The Enterprise Strategy & Architecture (ESA) team, part of the MTA IT Department, is responsible for guiding and aligning technology strategies across the organization. The team drives innovation and operational efficiency, ensuring IT initiatives support individual agency business requirements while advancing the forward-looking objectives of the MTA enterprise. ESA comprises multiple domains, including Enterprise Architecture, Cloud & Platform, Data & AI, Application, and Network Architecture, all working together to deliver integrated and effective technology solutions.
Summary
The Advanced Data and AI Architect is responsible for designing and implementing advanced, scalable data and AI solutions that support the MTA's business operations and strategic decision-making. This role requires deep expertise in data architecture, machine learning, and cloud technologies, with a strong focus on technical architecture, solution design, and hands-on development across data engineering, data science, and MLOps domains. This role calls for extensive experience with modern data platforms, cloud ecosystems, and AI/ML frameworks, highly skilled at translating business needs into robust technical solutions, and will actively contribute to both the design and implementation phases in close collaboration with engineering teams.
Responsibilities
Design and implement secure, scalable, and cost-efficient data, analytics, and AI/ML architectures to support Data and AI initiatives.

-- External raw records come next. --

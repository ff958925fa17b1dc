use crate::models::{NewPayment, Payment, PaymentDetails, PaymentOption};
use sea_orm::ActiveValue::Set;
use sea_orm::entity::prelude::*;

#[derive(Clone, Debug, PartialEq, Eq, DeriveEntityModel)]
#[sea_orm(table_name = "payments")]
pub struct Model {
    #[sea_orm(primary_key, auto_increment = false)]
    pub id: Uuid,
    pub payment_option: PaymentOption,
    pub iban: Option<String>,
    pub credit_card_number: Option<String>,
    pub expiry_date: Option<Date>,
    pub cvc: Option<String>,
    pub paypal_email: Option<String>,
    pub is_for_order: bool,
    pub user_id: Uuid,
    #[sea_orm(unique)]
    pub order_id: Option<Uuid>,
    pub created_at: DateTimeWithTimeZone,
    pub updated_at: DateTimeWithTimeZone,
}

#[derive(Copy, Clone, Debug, EnumIter, DeriveRelation)]
pub enum Relation {}

impl ActiveModelBehavior for ActiveModel {}

impl From<Model> for Payment {
    fn from(model: Model) -> Self {
        Self {
            id: model.id,
            payment_option: model.payment_option,
            iban: model.iban,
            credit_card_number: model.credit_card_number,
            expiry_date: model.expiry_date,
            cvc: model.cvc,
            paypal_email: model.paypal_email,
            is_for_order: model.is_for_order,
            user_id: model.user_id,
            order_id: model.order_id,
            created_at: model.created_at.into(),
            updated_at: model.updated_at.into(),
        }
    }
}

impl From<NewPayment> for ActiveModel {
    fn from(input: NewPayment) -> Self {
        let now = chrono::Utc::now();
        let mut active = ActiveModel {
            id: Set(Uuid::now_v7()),
            is_for_order: Set(false),
            user_id: Set(input.user_id),
            order_id: Set(None),
            created_at: Set(now.into()),
            updated_at: Set(now.into()),
            ..Default::default()
        };
        active.apply_details(input.details);
        active
    }
}

impl ActiveModel {
    /// Snapshot of `details` owned by `order_id`
    pub fn order_snapshot(details: PaymentDetails, user_id: Uuid, order_id: Uuid) -> Self {
        let mut active = ActiveModel::from(NewPayment { user_id, details });
        active.is_for_order = Set(true);
        active.order_id = Set(Some(order_id));
        active
    }

    /// Overwrite the option and every method field
    pub fn apply_details(&mut self, details: PaymentDetails) {
        self.payment_option = Set(details.payment_option);
        self.iban = Set(details.iban);
        self.credit_card_number = Set(details.credit_card_number);
        self.expiry_date = Set(details.expiry_date);
        self.cvc = Set(details.cvc);
        self.paypal_email = Set(details.paypal_email);
        self.updated_at = Set(chrono::Utc::now().into());
    }
}
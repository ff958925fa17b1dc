use crate::errors::AppError;
use axum::extract::{FromRequestParts, Query};
use axum::http::request::Parts;
use serde::de::DeserializeOwned;

/// `Query<T>` whose rejection is an [`AppError`].
pub struct AppQuery<T>(pub T);

impl<T, S> FromRequestParts<S> for AppQuery<T>
where
    T: DeserializeOwned,
    S: Send + Sync,
{
    type Rejection = AppError;

    async fn from_request_parts(parts: &mut Parts, state: &S) -> Result<Self, Self::Rejection> {
        let Query(value) = Query::<T>::from_request_parts(parts, state).await?;
        Ok(AppQuery(value))
    }
}
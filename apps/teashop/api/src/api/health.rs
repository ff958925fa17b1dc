use axum::{extract::State, response::Response};
use axum_helpers::server::{HealthCheckFuture, run_health_checks};

use crate::state::AppState;

/// Readiness: the database must answer.
pub async fn ready_handler(State(state): State<AppState>) -> Response {
    let checks: Vec<(&str, HealthCheckFuture<'_>)> = vec![(
        "database",
        Box::pin(async {
            let status = database::postgres::check_health_detailed(&state.db).await;
            tracing::debug!(
                response_time_ms = status.response_time_ms,
                healthy = status.healthy,
                "Database readiness check"
            );

            if status.healthy {
                Ok(())
            } else {
                Err(status
                    .message
                    .unwrap_or_else(|| "Database unavailable".to_string()))
            }
        }),
    )];

    run_health_checks(checks).await
}
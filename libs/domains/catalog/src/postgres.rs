use async_trait::async_trait;
use database::BaseRepository;
use sea_orm::ActiveValue::Set;
use sea_orm::{
    ActiveModelTrait, ColumnTrait, ConnectionTrait, DatabaseConnection, DatabaseTransaction,
    DbBackend, DbErr, EntityTrait, FromQueryResult, IntoActiveModel, PaginatorTrait, QueryFilter,
    QueryOrder, SqlErr, Statement, TransactionTrait,
};
use uuid::Uuid;

use crate::{
    entity::{category, product, product_category, product_rating, rating},
    error::{CatalogError, CatalogResult},
    models::{
        Category, CreateCategory, NewProduct, ProductChanges, ProductWithDetails, UpdateCategory,
        cents_to_price,
    },
    repository::CatalogRepository,
    search::ProductQuery,
};

pub struct PgCatalogRepository {
    base: BaseRepository<product::Entity>,
}

impl PgCatalogRepository {
    pub fn new(db: DatabaseConnection) -> Self {
        Self {
            base: BaseRepository::new(db),
        }
    }
}

fn category_error(e: DbErr, name: &str) -> CatalogError {
    match e.sql_err() {
        Some(SqlErr::UniqueConstraintViolation(_)) => {
            CatalogError::DuplicateCategory(name.to_string())
        }
        _ => CatalogError::Database(e),
    }
}

/// Row shape produced by [`ProductQuery::select`]
#[derive(Debug, FromQueryResult)]
struct ProductRow {
    id: Uuid,
    name: String,
    description: String,
    price_cents: i64,
    image: Option<String>,
    quantity: i32,
    is_deleted: bool,
    created_at: chrono::DateTime<chrono::Utc>,
    updated_at: chrono::DateTime<chrono::Utc>,
    average_rating: f64,
    product_categories: serde_json::Value,
}

impl TryFrom<ProductRow> for ProductWithDetails {
    type Error = CatalogError;

    fn try_from(row: ProductRow) -> Result<Self, Self::Error> {
        let product_categories: Vec<Category> = serde_json::from_value(row.product_categories)
            .map_err(|e| CatalogError::Internal(format!("Invalid category list: {}", e)))?;

        Ok(Self {
            product: crate::models::Product {
                id: row.id,
                name: row.name,
                description: row.description,
                price: cents_to_price(row.price_cents),
                image: row.image,
                quantity: row.quantity,
                is_deleted: row.is_deleted,
                created_at: row.created_at,
                updated_at: row.updated_at,
            },
            average_rating: row.average_rating,
            product_categories,
        })
    }
}

#[derive(Debug, FromQueryResult)]
struct CountRow {
    total: i64,
}

impl PgCatalogRepository {
    async fn fetch<C: ConnectionTrait>(
        &self,
        db: &C,
        query: &ProductQuery,
    ) -> CatalogResult<Vec<ProductWithDetails>> {
        let (sql, values) = query.select();
        let rows = ProductRow::find_by_statement(Statement::from_sql_and_values(
            DbBackend::Postgres,
            &sql,
            values,
        ))
        .all(db)
        .await?;

        rows.into_iter().map(TryInto::try_into).collect()
    }

    async fn fetch_one<C: ConnectionTrait>(
        &self,
        db: &C,
        id: Uuid,
    ) -> CatalogResult<Option<ProductWithDetails>> {
        Ok(self
            .fetch(db, &ProductQuery::by_id(id))
            .await?
            .into_iter()
            .next())
    }

    /// Insert category links, failing when any category id is unknown
    async fn link_categories(
        &self,
        txn: &DatabaseTransaction,
        product_id: Uuid,
        mut categories: Vec<Uuid>,
    ) -> CatalogResult<()> {
        categories.sort();
        categories.dedup();
        if categories.is_empty() {
            return Ok(());
        }

        let known = category::Entity::find()
            .filter(category::Column::Id.is_in(categories.clone()))
            .count(txn)
            .await?;
        if known != categories.len() as u64 {
            return Err(CatalogError::UnknownCategory);
        }

        let links = categories
            .into_iter()
            .map(|category_id| product_category::ActiveModel {
                product_id: Set(product_id),
                category_id: Set(category_id),
            });
        product_category::Entity::insert_many(links)
            .exec(txn)
            .await?;

        Ok(())
    }
}

#[async_trait]
impl CatalogRepository for PgCatalogRepository {
    async fn search_products(
        &self,
        query: ProductQuery,
    ) -> CatalogResult<(Vec<ProductWithDetails>, u64)> {
        let db = self.base.db();

        let (count_sql, count_values) = query.count();
        let total = CountRow::find_by_statement(Statement::from_sql_and_values(
            DbBackend::Postgres,
            &count_sql,
            count_values,
        ))
        .one(db)
        .await?
        .map(|row| row.total as u64)
        .unwrap_or(0);

        let products = self.fetch(db, &query).await?;
        Ok((products, total))
    }

    async fn get_product(&self, id: Uuid) -> CatalogResult<Option<ProductWithDetails>> {
        self.fetch_one(self.base.db(), id).await
    }

    async fn count_products(&self) -> CatalogResult<u64> {
        product::Entity::find()
            .filter(product::Column::IsDeleted.eq(false))
            .count(self.base.db())
            .await
            .map_err(CatalogError::from)
    }

    async fn create_product(
        &self,
        input: NewProduct,
        categories: Vec<Uuid>,
    ) -> CatalogResult<ProductWithDetails> {
        let txn = self.base.db().begin().await?;

        let model = product::ActiveModel::from(input)
            .insert(&txn)
            .await?;
        self.link_categories(&txn, model.id, categories).await?;

        let created = self
            .fetch_one(&txn, model.id)
            .await?
            .ok_or_else(|| CatalogError::Internal("Created product vanished".to_string()))?;
        txn.commit().await?;

        tracing::info!(product_id = %model.id, "Created product");
        Ok(created)
    }

    async fn update_product(
        &self,
        id: Uuid,
        changes: ProductChanges,
        categories: Option<Vec<Uuid>>,
    ) -> CatalogResult<ProductWithDetails> {
        let txn = self.base.db().begin().await?;

        let existing = product::Entity::find_by_id(id)
            .one(&txn)
            .await?
            .ok_or(CatalogError::ProductMissing(id))?;

        let mut active = existing.into_active_model();
        active.apply_changes(changes);
        active.update(&txn).await?;

        if let Some(categories) = categories {
            product_category::Entity::delete_many()
                .filter(product_category::Column::ProductId.eq(id))
                .exec(&txn)
                .await?;
            self.link_categories(&txn, id, categories).await?;
        }

        let updated = self
            .fetch_one(&txn, id)
            .await?
            .ok_or(CatalogError::ProductMissing(id))?;
        txn.commit().await?;

        tracing::info!(product_id = %id, "Updated product");
        Ok(updated)
    }

    async fn delete_product(&self, id: Uuid) -> CatalogResult<bool> {
        let txn = self.base.db().begin().await?;

        let Some(existing) = product::Entity::find_by_id(id)
            .filter(product::Column::IsDeleted.eq(false))
            .one(&txn)
            .await?
        else {
            return Ok(false);
        };

        product_category::Entity::delete_many()
            .filter(product_category::Column::ProductId.eq(id))
            .exec(&txn)
            .await?;

        // Ratings are only reachable through the product; drop both sides.
        txn.execute_raw(Statement::from_sql_and_values(
            DbBackend::Postgres,
            "DELETE FROM ratings WHERE id IN \
             (SELECT rating_id FROM product_ratings WHERE product_id = $1)",
            [id.into()],
        ))
        .await?;

        let mut active = existing.into_active_model();
        active.is_deleted = Set(true);
        active.updated_at = Set(chrono::Utc::now().into());
        active.update(&txn).await?;

        txn.commit().await?;

        tracing::info!(product_id = %id, "Deleted product");
        Ok(true)
    }

    async fn rate_product(&self, id: Uuid, user_id: Uuid, stars: i16) -> CatalogResult<f64> {
        let txn = self.base.db().begin().await?;

        let exists = product::Entity::find_by_id(id)
            .filter(product::Column::IsDeleted.eq(false))
            .count(&txn)
            .await?;
        if exists == 0 {
            return Err(CatalogError::ProductNotFound);
        }

        let rating = rating::ActiveModel::new_rating(stars, user_id)
            .insert(&txn)
            .await?;
        product_rating::ActiveModel {
            product_id: Set(id),
            rating_id: Set(rating.id),
        }
        .insert(&txn)
        .await?;

        #[derive(FromQueryResult)]
        struct AverageRow {
            average: f64,
        }

        let average = AverageRow::find_by_statement(Statement::from_sql_and_values(
            DbBackend::Postgres,
            "SELECT COALESCE(AVG(r.stars), 0)::float8 AS average FROM product_ratings pr \
             JOIN ratings r ON r.id = pr.rating_id WHERE pr.product_id = $1",
            [id.into()],
        ))
        .one(&txn)
        .await?
        .map(|row| row.average)
        .unwrap_or(0.0);

        txn.commit().await?;

        tracing::info!(product_id = %id, stars, "Rated product");
        Ok(average)
    }

    async fn list_categories(&self) -> CatalogResult<Vec<Category>> {
        let models = category::Entity::find()
            .order_by_asc(category::Column::Name)
            .all(self.base.db())
            .await?;

        Ok(models.into_iter().map(Into::into).collect())
    }

    async fn get_category(&self, id: Uuid) -> CatalogResult<Option<Category>> {
        let model = category::Entity::find_by_id(id)
            .one(self.base.db())
            .await?;

        Ok(model.map(Into::into))
    }

    async fn create_category(&self, input: CreateCategory) -> CatalogResult<Category> {
        let name = input.name.clone();
        let model = category::ActiveModel::from(input)
            .insert(self.base.db())
            .await
            .map_err(|e| category_error(e, &name))?;

        tracing::info!(category_id = %model.id, name = %model.name, "Created category");
        Ok(model.into())
    }

    async fn update_category(&self, id: Uuid, input: UpdateCategory) -> CatalogResult<Category> {
        let existing = category::Entity::find_by_id(id)
            .one(self.base.db())
            .await?
            .ok_or(CatalogError::CategoryNotFound)?;

        let name = input.name.clone().unwrap_or_else(|| existing.name.clone());
        let mut active = existing.into_active_model();
        if let Some(new_name) = input.name {
            active.name = Set(new_name);
        }
        if let Some(category_type) = input.category_type {
            active.category_type = Set(category_type);
        }
        active.updated_at = Set(chrono::Utc::now().into());

        let model = active
            .update(self.base.db())
            .await
            .map_err(|e| category_error(e, &name))?;

        Ok(model.into())
    }

    async fn delete_category(&self, id: Uuid) -> CatalogResult<bool> {
        // Links go with the category through ON DELETE CASCADE.
        let result = category::Entity::delete_by_id(id)
            .exec(self.base.db())
            .await?;

        Ok(result.rows_affected > 0)
    }

    async fn count_categories(&self) -> CatalogResult<u64> {
        category::Entity::find()
            .count(self.base.db())
            .await
            .map_err(CatalogError::from)
    }
}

Translate solution requirements into detailed technical designs and implement high-quality, production-ready systems.
Participate in architectural review processes to ensure solutions align with MTA's enterprise data strategy, technical standards, and best practices.
Build and maintain data pipelines, analytical data models, and ML workflows using modern cloud-native technologies.
Actively contribute to development efforts, coding in Python, PySpark , and related technologies; review, refactor, and optimize code for efficiency in performance, scalability, and maintainability.
Develop MLOps workflows including CI/CD pipelines, model deployment, model monitoring, and retraining strategies.
Build and implement data integration frameworks, APIs, and orchestration workflows to support data-driven AI/ML initiatives.
Ensure all solution designs comply with data governance policies, data security protocols, and relevant regulatory and compliance requirements.
Continuously optimize storage, computing, and operational costs across data engineering and AI workloads.
Work closely with data engineers, data scientists, cloud architects, and business stakeholders to deliver end-to-end AI and data solutions that drive business value.
Collaborate with cross-functional teams to identify and prioritize AI opportunities that deliver the highest business impact.
Educate teams and stakeholders on the practical applications of AI and machine learning within the organization.
Implement AI models and data solutions with a strong focus on data privacy, security, and compliance with regulations like GDPR and CCPA.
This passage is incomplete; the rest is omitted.